*Exercise*
Search the records below for the string "RetryPolicy", and report each line that contains it.

*Record extracts*
//! Integration tests for pmocache against a mock blob store

use pmocache::{
    upload_missing, BlobStore, CachePlan, Error, HttpBlobStore, RetryPolicy, TrackCache,
};
use std::io::Read;
use std::sync::Arc;
use std::time::Duration;
use tempfile::TempDir;
use wiremock::matchers::{header, method, path};
use wiremock::{Mock, MockServer, ResponseTemplate};

const AUDIO: &[u8] = b"ID3\x04\x00fake mp3 payload";

fn fast_retry() -> RetryPolicy {
    RetryPolicy::new(3, Duration::from_millis(5))
}

async fn setup(server: &MockServer) -> (TempDir, Arc<TrackCache>) {
    let temp_dir = tempfile::tempdir().unwrap();
    let store = Arc::new(HttpBlobStore::new(server.uri()).unwrap());
    let cache = TrackCache::new(temp_dir.path().join("temp"), store, fast_retry()).unwrap();
    (temp_dir, Arc::new(cache))
}

async fn mount_track(server: &MockServer, id: &str) {
    Mock::given(method("GET"))
        .and(path(format!("/{}.mp3", id)))
        .respond_with(ResponseTemplate::new(200).set_body_bytes(AUDIO))
        .mount(server)
        .await;
}

#[tokio::test]
async fn test_ensure_downloads_once() {
    let server = MockServer::start().await;
    Mock::given(method("GET"))
        .and(path("/abc.mp3"))
        .respond_with(ResponseTemplate::new(200).set_body_bytes(AUDIO))
        .expect(1)
        .mount(&server)
        .await;

    let (_tmp, cache) = setup(&server).await;

    let first = cache.ensure("abc").await.unwrap();
    let second = cache.ensure("abc").await.unwrap();

    assert_eq!(first, second);
    assert_eq!(std::fs::read(&first).unwrap(), AUDIO);
    assert!(!cache.dir().join("abc.mp3.part").exists());
}

#[tokio::test]
async fn test_transient_failure_is_retried() {
    let server = MockServer::start().await;
    Mock::given(method("GET"))
        .and(path("/flaky.mp3"))
        .respond_with(ResponseTemplate::new(503))
        .up_to_n_times(1)
        .mount(&server)
        .await;
    mount_track(&server, "flaky").await;

    let (_tmp, cache) = setup(&server).await;

    let path = cache.ensure("flaky").await.unwrap();
    assert_eq!(std::fs::read(path).unwrap(), AUDIO);
}

#[tokio::test]
async fn test_retries_are_bounded() {
    let server = MockServer::start().await;
    Mock::given(method("GET"))
        .and(path("/down.mp3"))
        .respond_with(ResponseTemplate::new(500))
        .expect(3)
        .mount(&server)
        .await;

    let (_tmp, cache) = setup(&server).await;

    match cache.ensure("down").await {
        Err(Error::Exhausted { id, attempts, .. }) => {
            assert_eq!(id, "down");
            assert_eq!(attempts, 3);
        }
        other => panic!("unexpected result: {:?}", other),
    }
    assert!(!cache.is_cached("down").await);
}

#[tokio::test]
async fn test_not_found_is_not_retried() {
    let server = MockServer::start().await;
    Mock::given(method("GET"))
        .and(path("/gone.mp3"))
        .respond_with(ResponseTemplate::new(404))
        .expect(1)
        .mount(&server)
        .await;

    let (_tmp, cache) = setup(&server).await;

    let err = cache.ensure("gone").await.unwrap_err();
    assert!(matches!(err, Error::NotFound(_)));
}

#[tokio::test]
async fn test_sliding_window_bounds_disk_usage() {
    let server = MockServer::start().await;
    let ids: Vec<String> = (0..10).map(|i| format!("t{}", i)).collect();
    for id in &ids {
        mount_track(&server, id).await;
    }

    let (_tmp, cache) = setup(&server).await;

    for i in 0..ids.len() {
        let n = ids.len();
        let plan = CachePlan {
            current: ids[i].clone(),
            upcoming: vec![ids[(i + 1) % n].clone(), ids[(i + 2) % n].clone()],
            previous: Some(ids[(i + n - 1) % n].clone()),
        };
        cache.apply(&plan).await.unwrap();
        for id in &plan.upcoming {
            cache.ensure(id).await.unwrap();
        }

        let cached = cache.cached_ids().await.unwrap();
        assert!(cached.len() <= 3, "cache holds {:?}", cached);
        assert!(cached.contains(&ids[i]));
    }
}

#[tokio::test]
async fn test_evict_does_not_break_open_reader() {
    let server = MockServer::start().await;
    mount_track(&server, "playing").await;

    let (_tmp, cache) = setup(&server).await;
    let path = cache.ensure("playing").await.unwrap();

    let mut reader = std::fs::File::open(&path).unwrap();
    assert!(cache.evict("playing").await);
    assert!(!path.exists());

    let mut content = Vec::new();
    reader.read_to_end(&mut content).unwrap();
    assert_eq!(content, AUDIO);

    assert!(!cache.evict("playing").await);
}

#[tokio::test]
async fn test_upload_missing_only() {
    let server = MockServer::start().await;
    Mock::given(method("HEAD"))
        .and(path("/present.mp3"))
        .respond_with(ResponseTemplate::new(200))
        .mount(&server)
        .await;
    Mock::given(method("HEAD"))
        .and(path("/absent.mp3"))
        .respond_with(ResponseTemplate::new(404))
        .mount(&server)
        .await;
    Mock::given(method("PUT"))
        .and(path("/absent.mp3"))
        .and(header("x-amz-storage-class", "STANDARD"))
        .respond_with(ResponseTemplate::new(200))
        .expect(1)
        .mount(&server)
        .await;

    let archives = tempfile::tempdir().unwrap();
    std::fs::write(archives.path().join("absent.mp3"), AUDIO).unwrap();
    std::fs::write(archives.path().join("present.mp3"), AUDIO).unwrap();

    let store = HttpBlobStore::new(server.uri()).unwrap();
    assert!(store.exists("present").await.unwrap());

    let report = upload_missing(
        &store,
        archives.path(),
        "mp3",
        ["present", "absent"],
        "STANDARD",
    )
    .await
    .unwrap();

    assert_eq!(report.uploaded, vec!["absent"]);
    assert_eq!(report.skipped, vec!["present"]);
    assert!(report.failed.is_empty());
}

*Answer section*
    upload_missing, BlobStore, CachePlan, Error, HttpBlobStore, RetryPolicy, TrackCache,
fn fast_retry() -> RetryPolicy {
    RetryPolicy::new(3, Duration::from_millis(5))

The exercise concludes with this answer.